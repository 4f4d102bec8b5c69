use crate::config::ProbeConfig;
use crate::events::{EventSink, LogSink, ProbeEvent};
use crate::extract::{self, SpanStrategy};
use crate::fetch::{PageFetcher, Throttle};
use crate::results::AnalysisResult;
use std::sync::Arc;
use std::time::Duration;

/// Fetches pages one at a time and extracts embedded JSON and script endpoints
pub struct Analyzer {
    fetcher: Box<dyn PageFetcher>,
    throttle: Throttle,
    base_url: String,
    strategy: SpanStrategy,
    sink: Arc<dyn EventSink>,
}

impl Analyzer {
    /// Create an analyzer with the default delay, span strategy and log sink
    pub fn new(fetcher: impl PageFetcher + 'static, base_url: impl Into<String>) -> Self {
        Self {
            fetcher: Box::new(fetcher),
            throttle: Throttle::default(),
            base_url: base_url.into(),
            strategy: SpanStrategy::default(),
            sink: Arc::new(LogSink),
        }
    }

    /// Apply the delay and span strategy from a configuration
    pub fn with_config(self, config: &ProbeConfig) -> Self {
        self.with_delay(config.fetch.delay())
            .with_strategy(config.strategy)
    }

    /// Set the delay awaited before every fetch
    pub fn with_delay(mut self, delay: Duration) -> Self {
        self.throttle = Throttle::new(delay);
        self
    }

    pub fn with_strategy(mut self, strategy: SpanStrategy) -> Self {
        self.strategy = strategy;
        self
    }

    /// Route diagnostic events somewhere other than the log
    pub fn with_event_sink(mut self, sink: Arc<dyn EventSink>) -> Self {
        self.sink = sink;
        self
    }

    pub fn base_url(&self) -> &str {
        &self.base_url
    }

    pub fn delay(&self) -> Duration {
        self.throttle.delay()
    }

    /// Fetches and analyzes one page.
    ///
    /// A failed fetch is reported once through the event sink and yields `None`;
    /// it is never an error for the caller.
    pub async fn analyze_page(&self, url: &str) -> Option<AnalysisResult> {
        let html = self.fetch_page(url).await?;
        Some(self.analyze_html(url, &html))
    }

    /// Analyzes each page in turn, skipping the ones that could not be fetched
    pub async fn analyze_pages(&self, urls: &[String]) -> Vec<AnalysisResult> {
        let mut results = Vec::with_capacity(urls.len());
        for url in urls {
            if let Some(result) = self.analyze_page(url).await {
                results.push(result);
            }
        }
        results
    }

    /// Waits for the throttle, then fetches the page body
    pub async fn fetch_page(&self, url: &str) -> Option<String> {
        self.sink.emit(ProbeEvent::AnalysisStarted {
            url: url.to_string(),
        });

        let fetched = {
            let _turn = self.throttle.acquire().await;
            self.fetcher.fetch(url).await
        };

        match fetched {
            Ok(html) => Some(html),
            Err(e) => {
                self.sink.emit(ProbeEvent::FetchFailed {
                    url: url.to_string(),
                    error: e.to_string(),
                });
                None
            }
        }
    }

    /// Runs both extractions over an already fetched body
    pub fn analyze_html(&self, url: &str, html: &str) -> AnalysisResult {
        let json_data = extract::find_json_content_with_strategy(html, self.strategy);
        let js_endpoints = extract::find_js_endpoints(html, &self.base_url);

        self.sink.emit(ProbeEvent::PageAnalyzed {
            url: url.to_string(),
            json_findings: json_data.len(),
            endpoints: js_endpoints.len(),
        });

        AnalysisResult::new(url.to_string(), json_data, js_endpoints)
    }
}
===
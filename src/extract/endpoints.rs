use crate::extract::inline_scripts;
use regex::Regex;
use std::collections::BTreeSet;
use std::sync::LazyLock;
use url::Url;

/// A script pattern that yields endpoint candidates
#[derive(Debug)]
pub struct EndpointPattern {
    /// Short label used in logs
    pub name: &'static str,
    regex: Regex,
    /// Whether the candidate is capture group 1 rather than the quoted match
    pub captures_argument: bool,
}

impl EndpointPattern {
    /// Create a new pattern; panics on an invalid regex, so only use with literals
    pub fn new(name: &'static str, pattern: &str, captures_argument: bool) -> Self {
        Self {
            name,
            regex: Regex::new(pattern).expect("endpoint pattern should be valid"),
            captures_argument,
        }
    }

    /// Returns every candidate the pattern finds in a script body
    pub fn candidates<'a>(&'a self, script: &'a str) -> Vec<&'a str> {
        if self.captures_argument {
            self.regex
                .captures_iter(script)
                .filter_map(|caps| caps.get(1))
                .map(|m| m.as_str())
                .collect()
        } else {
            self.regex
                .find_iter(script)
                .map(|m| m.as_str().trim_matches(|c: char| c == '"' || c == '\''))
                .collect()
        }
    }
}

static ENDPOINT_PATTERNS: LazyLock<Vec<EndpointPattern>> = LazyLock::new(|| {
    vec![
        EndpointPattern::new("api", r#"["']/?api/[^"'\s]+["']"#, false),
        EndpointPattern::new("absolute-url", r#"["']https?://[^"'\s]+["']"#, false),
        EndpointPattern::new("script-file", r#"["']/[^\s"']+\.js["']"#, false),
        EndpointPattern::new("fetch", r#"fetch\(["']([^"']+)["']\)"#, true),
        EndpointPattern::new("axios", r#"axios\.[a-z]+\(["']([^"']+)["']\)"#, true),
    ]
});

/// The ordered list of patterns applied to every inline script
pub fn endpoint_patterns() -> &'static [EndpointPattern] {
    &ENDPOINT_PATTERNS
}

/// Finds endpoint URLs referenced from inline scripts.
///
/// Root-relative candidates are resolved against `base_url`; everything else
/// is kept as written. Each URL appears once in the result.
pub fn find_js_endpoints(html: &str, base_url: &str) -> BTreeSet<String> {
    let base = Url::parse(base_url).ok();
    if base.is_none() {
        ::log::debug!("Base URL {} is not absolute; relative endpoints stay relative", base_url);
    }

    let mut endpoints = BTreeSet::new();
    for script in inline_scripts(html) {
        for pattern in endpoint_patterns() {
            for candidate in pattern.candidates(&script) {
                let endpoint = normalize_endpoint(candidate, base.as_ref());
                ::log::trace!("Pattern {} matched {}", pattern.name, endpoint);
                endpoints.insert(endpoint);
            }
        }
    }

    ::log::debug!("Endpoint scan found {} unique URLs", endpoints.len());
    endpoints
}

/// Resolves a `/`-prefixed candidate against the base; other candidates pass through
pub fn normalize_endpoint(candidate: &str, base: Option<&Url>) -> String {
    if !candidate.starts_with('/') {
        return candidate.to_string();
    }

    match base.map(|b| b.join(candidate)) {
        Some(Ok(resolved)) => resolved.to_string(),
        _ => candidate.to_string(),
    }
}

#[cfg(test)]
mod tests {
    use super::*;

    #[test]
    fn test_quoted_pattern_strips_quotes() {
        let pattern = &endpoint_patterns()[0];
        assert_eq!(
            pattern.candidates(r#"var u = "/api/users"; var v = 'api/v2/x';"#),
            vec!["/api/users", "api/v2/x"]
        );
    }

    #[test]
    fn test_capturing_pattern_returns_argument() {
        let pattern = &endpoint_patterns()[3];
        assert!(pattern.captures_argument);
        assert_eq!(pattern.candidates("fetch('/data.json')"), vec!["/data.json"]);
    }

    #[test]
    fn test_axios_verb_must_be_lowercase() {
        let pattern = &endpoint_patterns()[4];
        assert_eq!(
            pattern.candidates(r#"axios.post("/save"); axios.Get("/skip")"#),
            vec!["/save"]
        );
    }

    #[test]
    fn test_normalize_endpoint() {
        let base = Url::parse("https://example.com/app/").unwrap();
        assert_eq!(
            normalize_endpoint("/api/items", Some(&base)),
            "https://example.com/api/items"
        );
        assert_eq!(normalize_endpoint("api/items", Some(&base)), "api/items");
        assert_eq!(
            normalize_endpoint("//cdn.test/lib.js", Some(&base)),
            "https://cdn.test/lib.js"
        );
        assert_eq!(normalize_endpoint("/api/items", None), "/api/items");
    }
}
===
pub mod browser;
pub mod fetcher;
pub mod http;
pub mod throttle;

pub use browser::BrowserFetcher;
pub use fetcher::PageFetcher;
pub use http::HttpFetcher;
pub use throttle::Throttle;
===
- What the exercise asks: In how many lines of the data above does the word "time" occur? Only the number is wanted.

- Solution to this exercise: 2